Given records Block Start

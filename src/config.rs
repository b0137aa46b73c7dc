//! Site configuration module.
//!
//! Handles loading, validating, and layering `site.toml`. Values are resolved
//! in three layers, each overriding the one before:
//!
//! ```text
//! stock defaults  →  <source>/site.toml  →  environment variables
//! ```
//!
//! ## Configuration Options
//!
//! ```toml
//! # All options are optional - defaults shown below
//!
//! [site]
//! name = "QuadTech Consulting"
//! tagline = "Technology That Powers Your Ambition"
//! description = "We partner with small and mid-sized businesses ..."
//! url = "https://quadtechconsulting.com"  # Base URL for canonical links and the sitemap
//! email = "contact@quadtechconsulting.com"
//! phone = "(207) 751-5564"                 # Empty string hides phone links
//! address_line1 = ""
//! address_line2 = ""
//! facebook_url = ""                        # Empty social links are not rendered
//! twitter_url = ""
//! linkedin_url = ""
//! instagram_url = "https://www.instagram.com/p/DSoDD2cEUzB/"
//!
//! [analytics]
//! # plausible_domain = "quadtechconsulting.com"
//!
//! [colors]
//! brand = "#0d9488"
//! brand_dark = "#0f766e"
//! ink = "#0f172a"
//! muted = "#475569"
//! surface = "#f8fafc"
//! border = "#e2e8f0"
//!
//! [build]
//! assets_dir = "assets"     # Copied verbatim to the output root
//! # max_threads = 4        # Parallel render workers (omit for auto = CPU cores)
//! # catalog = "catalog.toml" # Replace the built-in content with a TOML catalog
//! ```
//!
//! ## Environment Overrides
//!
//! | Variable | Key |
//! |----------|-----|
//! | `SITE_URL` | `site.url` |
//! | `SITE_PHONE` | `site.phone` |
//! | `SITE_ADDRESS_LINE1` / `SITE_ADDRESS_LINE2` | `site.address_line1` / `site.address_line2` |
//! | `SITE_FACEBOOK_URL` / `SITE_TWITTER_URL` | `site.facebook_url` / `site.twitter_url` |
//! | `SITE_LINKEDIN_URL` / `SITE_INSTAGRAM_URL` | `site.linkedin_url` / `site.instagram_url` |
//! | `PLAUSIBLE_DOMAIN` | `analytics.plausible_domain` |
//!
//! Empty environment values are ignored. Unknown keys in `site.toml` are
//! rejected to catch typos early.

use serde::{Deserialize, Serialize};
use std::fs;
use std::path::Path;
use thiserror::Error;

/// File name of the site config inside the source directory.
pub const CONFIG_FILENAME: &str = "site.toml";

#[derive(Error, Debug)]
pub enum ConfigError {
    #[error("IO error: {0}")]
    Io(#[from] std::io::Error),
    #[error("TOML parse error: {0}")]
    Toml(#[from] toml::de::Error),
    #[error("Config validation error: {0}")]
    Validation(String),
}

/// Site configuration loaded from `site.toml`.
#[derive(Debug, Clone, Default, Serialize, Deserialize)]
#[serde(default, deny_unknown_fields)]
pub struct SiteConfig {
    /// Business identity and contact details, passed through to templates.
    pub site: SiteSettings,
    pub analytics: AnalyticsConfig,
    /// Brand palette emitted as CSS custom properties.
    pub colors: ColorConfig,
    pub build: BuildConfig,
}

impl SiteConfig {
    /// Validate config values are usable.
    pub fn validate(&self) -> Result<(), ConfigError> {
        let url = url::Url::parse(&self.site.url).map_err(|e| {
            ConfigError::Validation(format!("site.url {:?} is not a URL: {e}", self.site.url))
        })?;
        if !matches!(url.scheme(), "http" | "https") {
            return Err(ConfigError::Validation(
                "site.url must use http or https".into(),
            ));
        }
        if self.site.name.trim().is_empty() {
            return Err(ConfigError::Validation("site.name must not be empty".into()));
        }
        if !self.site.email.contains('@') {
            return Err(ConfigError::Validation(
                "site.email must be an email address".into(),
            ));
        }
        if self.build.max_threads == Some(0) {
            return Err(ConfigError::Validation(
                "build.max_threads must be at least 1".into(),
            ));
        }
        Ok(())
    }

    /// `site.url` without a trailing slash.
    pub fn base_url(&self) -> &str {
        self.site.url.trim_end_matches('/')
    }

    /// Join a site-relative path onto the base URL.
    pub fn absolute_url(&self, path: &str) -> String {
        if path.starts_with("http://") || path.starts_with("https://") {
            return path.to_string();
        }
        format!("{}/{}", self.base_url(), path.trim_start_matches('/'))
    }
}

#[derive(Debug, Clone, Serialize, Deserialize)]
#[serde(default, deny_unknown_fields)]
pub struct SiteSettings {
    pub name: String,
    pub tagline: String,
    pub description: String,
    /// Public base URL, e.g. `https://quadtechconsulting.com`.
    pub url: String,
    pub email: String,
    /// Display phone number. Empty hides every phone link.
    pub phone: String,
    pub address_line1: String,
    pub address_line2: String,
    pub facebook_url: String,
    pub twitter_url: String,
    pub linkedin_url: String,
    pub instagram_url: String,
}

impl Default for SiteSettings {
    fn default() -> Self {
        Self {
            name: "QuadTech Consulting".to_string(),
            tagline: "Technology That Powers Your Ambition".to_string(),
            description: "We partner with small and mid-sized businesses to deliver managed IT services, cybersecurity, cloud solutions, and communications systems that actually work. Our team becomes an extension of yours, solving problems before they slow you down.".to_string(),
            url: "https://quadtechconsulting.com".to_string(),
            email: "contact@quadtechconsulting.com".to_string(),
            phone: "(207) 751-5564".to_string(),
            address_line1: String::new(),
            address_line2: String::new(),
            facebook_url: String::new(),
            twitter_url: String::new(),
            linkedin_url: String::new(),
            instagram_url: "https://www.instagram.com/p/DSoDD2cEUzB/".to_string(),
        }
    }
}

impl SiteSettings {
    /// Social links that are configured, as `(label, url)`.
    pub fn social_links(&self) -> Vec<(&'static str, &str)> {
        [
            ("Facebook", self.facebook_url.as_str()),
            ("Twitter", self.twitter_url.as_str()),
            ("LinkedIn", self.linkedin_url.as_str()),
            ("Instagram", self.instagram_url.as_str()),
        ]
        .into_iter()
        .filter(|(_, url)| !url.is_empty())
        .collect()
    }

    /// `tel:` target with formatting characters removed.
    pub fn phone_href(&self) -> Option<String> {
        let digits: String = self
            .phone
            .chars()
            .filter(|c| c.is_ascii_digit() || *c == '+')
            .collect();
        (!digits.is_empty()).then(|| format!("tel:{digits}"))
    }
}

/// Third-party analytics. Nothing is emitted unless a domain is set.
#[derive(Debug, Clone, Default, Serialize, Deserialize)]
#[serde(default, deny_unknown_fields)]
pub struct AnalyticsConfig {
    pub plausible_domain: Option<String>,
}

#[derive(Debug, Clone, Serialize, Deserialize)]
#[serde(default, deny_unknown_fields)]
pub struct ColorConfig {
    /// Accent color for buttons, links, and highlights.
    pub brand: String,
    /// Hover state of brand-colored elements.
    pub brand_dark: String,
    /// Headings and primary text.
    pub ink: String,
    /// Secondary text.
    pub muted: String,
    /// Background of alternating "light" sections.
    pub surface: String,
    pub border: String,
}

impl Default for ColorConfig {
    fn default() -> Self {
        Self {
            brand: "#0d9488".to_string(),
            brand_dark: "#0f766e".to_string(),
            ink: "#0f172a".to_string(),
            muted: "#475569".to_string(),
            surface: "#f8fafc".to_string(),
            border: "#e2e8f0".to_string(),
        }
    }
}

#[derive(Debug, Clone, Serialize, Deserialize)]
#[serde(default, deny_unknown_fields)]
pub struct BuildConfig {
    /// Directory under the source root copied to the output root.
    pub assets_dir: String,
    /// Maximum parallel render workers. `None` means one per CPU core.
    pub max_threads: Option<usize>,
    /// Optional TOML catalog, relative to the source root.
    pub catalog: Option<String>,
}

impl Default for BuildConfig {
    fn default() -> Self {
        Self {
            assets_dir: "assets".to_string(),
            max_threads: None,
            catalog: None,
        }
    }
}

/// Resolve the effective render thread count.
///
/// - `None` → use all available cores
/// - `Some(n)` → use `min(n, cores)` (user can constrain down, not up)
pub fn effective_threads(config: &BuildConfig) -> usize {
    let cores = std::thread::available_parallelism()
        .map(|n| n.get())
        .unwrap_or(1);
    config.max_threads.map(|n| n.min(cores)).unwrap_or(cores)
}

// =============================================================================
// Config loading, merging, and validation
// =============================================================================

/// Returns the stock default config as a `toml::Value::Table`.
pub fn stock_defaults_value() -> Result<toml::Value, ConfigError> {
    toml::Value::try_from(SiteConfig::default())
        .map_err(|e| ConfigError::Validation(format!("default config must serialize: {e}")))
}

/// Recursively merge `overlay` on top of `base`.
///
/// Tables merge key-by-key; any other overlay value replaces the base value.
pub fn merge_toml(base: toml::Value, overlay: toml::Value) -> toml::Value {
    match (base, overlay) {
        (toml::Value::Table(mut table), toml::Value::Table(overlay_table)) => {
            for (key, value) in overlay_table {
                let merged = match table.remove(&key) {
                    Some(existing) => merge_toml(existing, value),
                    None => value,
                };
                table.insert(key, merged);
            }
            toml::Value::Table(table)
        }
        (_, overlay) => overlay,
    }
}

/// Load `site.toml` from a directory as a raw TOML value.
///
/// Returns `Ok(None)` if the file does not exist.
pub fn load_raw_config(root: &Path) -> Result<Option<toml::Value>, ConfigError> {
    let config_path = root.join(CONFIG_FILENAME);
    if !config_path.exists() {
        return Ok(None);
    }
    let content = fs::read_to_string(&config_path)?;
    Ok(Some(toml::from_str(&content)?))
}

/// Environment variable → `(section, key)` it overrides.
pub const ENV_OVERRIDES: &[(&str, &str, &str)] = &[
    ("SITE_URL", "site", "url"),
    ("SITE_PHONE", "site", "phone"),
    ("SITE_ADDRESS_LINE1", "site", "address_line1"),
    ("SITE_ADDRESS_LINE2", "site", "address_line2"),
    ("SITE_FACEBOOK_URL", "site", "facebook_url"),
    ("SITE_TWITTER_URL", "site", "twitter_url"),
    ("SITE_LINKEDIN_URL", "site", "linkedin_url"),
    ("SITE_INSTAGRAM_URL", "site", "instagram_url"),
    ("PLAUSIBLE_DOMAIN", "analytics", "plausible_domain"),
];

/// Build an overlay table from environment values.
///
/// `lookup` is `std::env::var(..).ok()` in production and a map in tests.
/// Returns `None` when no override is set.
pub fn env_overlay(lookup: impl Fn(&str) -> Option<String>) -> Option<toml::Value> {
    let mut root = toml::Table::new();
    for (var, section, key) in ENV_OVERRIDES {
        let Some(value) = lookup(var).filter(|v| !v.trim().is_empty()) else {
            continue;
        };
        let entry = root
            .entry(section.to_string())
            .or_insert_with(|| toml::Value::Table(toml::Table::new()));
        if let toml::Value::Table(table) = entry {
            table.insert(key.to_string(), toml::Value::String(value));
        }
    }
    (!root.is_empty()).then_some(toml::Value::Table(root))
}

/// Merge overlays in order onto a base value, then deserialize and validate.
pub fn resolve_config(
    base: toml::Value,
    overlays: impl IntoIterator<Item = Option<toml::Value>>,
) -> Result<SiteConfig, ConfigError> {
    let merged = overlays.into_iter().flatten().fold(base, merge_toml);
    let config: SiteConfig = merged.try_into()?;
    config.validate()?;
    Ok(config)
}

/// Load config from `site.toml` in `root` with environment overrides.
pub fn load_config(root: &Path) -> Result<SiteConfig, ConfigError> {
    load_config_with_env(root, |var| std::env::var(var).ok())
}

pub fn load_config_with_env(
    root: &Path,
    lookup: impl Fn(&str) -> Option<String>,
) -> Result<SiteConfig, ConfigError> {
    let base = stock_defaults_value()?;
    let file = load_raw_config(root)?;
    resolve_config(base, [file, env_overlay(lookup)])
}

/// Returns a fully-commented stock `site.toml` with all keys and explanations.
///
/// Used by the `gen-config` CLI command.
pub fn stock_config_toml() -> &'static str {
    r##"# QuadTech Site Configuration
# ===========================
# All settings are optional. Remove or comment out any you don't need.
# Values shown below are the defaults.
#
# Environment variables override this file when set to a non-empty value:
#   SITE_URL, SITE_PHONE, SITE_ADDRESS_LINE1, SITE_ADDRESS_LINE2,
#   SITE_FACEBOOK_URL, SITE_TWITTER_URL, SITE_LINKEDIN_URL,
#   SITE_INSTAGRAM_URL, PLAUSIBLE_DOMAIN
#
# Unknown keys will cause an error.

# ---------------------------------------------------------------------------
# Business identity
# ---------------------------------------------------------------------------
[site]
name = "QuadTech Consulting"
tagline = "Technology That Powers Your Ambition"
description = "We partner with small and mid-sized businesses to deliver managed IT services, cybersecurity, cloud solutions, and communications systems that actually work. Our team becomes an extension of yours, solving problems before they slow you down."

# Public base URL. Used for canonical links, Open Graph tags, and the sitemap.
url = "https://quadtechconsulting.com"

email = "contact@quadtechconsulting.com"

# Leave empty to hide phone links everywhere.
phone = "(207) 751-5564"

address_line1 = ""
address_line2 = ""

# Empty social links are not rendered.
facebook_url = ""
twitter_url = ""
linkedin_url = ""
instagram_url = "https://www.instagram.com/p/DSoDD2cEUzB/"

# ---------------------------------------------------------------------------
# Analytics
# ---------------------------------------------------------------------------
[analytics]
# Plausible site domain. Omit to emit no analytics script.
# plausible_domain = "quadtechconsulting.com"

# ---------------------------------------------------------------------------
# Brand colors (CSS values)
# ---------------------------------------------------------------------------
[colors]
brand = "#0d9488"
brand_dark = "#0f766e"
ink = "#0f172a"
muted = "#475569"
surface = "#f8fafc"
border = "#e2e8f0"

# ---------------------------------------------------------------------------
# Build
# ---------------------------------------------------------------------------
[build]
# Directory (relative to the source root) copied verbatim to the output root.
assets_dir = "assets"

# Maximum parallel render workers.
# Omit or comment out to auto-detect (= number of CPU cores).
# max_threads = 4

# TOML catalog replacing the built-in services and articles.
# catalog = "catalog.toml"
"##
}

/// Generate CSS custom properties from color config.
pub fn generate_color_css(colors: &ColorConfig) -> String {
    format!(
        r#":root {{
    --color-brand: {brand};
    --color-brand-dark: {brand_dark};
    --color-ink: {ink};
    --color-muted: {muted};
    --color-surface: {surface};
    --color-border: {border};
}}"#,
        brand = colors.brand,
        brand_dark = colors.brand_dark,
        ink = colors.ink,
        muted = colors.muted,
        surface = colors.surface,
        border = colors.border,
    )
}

Given records Block End

» **What the task requires**
Counting only lines that hold the word "problems", say how many there are in the listing above and add nothing.

» **Answer below**
2